## Data listing
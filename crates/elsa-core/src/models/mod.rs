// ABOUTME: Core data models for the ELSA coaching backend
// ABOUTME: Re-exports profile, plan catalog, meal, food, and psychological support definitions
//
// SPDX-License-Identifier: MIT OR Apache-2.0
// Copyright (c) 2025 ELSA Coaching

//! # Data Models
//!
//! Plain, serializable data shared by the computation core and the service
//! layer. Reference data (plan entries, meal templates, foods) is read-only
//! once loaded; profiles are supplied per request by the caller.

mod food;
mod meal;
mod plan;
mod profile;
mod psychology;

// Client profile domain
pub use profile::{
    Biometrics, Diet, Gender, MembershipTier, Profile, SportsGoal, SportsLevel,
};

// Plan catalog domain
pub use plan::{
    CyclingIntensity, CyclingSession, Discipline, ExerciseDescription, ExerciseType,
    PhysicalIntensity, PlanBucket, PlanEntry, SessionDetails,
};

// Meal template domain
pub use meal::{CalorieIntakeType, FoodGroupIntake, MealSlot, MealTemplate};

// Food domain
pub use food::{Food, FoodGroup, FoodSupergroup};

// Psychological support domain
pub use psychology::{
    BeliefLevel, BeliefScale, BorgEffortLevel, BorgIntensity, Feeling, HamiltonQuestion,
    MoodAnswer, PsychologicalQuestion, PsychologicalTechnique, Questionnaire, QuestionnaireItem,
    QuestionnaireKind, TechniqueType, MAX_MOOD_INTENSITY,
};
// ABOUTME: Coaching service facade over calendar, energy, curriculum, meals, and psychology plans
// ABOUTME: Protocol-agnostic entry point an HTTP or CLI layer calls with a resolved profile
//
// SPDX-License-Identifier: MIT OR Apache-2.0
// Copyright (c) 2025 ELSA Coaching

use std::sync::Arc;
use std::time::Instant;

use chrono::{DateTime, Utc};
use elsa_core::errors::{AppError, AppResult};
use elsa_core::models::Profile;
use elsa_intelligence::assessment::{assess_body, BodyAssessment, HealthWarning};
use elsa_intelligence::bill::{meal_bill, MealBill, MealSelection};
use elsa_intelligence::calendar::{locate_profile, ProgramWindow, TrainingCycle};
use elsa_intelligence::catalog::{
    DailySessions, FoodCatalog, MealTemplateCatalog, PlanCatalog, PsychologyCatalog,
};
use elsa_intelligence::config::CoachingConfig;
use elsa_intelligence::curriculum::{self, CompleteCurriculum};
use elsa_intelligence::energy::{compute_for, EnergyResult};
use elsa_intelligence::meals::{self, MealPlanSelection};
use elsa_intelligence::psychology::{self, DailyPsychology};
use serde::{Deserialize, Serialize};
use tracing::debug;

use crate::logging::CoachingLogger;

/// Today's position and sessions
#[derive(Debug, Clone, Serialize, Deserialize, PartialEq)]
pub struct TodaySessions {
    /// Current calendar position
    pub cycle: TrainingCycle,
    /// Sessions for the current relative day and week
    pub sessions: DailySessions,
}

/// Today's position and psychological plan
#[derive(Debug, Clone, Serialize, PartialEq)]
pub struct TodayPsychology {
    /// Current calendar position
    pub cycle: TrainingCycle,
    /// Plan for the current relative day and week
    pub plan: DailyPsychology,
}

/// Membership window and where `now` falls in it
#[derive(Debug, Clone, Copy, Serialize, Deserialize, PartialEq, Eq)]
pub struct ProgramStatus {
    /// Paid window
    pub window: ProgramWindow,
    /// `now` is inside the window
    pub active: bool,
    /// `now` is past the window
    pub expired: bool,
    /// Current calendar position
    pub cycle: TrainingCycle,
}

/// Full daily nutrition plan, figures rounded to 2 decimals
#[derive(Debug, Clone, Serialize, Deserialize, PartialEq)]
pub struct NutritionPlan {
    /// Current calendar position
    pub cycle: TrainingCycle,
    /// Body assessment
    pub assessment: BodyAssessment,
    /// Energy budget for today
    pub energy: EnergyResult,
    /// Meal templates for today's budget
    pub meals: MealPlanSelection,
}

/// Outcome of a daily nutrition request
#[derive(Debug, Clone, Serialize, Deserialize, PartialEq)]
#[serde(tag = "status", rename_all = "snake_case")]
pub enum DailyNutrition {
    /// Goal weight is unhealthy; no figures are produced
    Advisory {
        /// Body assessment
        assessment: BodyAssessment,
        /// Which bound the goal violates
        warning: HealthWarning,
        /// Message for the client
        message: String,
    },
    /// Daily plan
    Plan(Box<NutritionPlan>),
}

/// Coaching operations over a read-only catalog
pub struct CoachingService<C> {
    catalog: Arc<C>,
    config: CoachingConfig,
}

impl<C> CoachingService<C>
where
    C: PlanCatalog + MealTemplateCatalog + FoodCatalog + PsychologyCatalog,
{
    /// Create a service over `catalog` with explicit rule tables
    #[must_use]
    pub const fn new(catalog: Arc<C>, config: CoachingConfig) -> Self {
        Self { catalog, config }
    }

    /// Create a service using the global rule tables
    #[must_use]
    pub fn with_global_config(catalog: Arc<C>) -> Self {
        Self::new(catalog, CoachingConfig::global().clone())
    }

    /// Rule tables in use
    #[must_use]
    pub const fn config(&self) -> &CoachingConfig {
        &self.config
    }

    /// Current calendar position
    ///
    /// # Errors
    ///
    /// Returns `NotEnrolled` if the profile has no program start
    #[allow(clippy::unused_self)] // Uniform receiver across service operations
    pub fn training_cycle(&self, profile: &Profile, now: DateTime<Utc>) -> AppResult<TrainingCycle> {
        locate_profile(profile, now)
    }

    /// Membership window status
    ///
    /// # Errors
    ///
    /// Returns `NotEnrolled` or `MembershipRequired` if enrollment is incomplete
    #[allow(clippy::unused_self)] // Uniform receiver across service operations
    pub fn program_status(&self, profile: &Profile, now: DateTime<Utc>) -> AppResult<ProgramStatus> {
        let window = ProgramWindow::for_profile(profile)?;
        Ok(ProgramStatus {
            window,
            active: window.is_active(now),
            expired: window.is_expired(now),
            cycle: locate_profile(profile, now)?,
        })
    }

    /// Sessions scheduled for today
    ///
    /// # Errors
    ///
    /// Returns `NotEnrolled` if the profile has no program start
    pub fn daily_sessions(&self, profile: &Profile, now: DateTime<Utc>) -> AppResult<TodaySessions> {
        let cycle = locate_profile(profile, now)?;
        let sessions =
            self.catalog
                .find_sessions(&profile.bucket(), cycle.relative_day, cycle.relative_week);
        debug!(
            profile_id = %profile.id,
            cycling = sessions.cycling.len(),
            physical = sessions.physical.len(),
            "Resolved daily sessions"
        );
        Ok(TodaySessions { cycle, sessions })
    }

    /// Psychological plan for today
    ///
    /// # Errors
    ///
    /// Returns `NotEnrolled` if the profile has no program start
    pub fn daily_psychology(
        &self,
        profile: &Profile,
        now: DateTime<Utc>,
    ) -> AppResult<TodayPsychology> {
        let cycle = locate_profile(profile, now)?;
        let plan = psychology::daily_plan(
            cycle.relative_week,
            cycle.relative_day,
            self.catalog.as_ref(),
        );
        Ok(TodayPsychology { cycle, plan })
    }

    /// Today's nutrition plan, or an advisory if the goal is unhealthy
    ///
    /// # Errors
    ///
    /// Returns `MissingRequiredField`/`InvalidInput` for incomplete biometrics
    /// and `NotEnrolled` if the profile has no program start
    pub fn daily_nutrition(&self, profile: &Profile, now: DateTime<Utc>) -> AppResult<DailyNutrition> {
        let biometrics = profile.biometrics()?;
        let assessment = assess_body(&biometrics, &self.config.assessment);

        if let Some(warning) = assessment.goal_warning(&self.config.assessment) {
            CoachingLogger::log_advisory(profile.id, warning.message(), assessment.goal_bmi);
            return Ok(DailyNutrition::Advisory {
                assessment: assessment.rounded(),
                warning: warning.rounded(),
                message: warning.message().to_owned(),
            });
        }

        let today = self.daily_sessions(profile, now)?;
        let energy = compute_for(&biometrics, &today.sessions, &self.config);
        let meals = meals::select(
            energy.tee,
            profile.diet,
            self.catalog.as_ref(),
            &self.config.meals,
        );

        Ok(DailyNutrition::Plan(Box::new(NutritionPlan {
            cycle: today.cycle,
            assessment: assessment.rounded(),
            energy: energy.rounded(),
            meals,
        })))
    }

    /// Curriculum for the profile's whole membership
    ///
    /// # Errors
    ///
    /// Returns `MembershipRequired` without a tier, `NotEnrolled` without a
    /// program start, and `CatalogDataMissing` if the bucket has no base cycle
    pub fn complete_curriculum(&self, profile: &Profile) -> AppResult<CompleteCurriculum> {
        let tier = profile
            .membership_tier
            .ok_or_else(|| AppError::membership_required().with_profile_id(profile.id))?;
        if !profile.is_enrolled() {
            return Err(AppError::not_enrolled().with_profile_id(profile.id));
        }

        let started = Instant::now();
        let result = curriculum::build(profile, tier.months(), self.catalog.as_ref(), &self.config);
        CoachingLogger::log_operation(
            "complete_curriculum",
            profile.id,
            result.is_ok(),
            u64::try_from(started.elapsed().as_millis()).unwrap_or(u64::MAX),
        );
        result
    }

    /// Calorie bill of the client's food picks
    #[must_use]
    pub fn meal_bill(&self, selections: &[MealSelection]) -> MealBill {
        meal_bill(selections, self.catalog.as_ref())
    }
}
...
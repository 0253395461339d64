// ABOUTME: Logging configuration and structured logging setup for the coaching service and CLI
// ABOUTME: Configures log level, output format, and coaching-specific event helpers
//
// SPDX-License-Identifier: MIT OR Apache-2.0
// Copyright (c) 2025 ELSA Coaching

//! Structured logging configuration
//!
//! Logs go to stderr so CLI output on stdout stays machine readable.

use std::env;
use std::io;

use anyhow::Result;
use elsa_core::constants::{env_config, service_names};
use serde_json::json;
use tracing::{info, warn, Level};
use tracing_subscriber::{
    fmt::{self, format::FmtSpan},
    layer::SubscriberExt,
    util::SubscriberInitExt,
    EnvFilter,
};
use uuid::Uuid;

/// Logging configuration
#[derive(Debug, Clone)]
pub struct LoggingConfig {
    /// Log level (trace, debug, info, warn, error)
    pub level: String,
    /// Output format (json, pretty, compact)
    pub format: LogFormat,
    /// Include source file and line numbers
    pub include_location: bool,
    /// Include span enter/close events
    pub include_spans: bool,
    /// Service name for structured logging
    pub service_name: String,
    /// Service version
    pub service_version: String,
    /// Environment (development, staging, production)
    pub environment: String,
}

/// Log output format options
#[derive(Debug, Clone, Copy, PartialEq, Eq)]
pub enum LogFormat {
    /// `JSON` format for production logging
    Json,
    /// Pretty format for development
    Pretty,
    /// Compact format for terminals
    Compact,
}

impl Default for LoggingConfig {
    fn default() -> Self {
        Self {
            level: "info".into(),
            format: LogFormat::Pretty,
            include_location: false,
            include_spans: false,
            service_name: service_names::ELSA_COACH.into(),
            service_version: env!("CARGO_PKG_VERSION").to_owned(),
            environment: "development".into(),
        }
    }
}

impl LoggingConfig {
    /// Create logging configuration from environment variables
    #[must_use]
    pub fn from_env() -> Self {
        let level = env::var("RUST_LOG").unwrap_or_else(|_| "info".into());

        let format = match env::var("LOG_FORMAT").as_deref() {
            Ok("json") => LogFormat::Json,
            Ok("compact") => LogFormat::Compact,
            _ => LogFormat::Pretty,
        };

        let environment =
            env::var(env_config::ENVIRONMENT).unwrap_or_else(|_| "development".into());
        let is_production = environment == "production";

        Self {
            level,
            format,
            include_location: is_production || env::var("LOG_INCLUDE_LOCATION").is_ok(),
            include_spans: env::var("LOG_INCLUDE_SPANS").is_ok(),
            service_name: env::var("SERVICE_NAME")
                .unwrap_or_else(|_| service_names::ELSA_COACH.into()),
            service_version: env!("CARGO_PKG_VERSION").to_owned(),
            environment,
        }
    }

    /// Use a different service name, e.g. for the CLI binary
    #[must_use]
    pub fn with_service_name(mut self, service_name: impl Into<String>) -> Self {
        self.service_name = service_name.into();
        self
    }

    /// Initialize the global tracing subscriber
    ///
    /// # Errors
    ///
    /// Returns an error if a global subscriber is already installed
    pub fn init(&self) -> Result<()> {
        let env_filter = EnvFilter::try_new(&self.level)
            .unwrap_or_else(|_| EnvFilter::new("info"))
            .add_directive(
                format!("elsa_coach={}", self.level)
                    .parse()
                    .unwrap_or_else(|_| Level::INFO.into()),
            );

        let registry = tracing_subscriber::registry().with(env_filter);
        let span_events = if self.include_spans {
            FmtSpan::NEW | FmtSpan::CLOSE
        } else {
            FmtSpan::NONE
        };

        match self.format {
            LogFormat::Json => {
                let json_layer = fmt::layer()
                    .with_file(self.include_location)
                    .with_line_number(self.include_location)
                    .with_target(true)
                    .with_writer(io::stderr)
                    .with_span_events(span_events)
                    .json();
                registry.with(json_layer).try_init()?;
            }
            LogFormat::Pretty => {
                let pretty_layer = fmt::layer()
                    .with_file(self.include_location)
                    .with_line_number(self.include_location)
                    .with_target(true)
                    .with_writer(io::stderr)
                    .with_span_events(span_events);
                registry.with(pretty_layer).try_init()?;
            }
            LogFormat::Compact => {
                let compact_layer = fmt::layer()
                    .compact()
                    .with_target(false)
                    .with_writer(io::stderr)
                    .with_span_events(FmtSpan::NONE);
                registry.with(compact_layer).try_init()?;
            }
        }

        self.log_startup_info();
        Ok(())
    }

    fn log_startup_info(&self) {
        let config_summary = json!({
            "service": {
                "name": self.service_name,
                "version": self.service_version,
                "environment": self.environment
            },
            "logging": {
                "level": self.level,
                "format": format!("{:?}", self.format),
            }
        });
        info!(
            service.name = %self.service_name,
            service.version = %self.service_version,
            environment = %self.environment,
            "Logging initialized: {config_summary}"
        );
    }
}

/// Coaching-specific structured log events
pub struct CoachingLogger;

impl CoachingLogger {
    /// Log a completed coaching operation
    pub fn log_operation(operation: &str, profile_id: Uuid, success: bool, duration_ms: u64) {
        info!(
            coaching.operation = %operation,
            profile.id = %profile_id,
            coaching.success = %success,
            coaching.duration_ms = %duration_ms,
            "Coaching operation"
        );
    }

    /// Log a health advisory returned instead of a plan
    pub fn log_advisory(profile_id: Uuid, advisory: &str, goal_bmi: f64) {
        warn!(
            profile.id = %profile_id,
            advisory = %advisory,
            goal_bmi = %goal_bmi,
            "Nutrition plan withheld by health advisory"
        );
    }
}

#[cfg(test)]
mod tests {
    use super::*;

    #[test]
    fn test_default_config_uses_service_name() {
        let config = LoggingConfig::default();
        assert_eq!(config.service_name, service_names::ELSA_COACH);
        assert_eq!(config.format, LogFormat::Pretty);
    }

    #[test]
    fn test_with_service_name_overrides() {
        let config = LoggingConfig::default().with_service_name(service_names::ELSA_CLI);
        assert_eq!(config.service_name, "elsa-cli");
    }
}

## Instructions for the task
In the entries above, please find the line with "Self::new(catalog, CoachingConfig::global().clone())" and the line with "DateTime<Utc>) -> AppResult<ProgramStatus>", then write out exactly those two lines and every line between them, and nothing more.

## Task solution
        Self::new(catalog, CoachingConfig::global().clone())
    }

    /// Rule tables in use
    #[must_use]
    pub const fn config(&self) -> &CoachingConfig {
        &self.config
    }

    /// Current calendar position
    ///
    /// # Errors
    ///
    /// Returns `NotEnrolled` if the profile has no program start
    #[allow(clippy::unused_self)] // Uniform receiver across service operations
    pub fn training_cycle(&self, profile: &Profile, now: DateTime<Utc>) -> AppResult<TrainingCycle> {
        locate_profile(profile, now)
    }

    /// Membership window status
    ///
    /// # Errors
    ///
    /// Returns `NotEnrolled` or `MembershipRequired` if enrollment is incomplete
    #[allow(clippy::unused_self)] // Uniform receiver across service operations
    pub fn program_status(&self, profile: &Profile, now: DateTime<Utc>) -> AppResult<ProgramStatus> {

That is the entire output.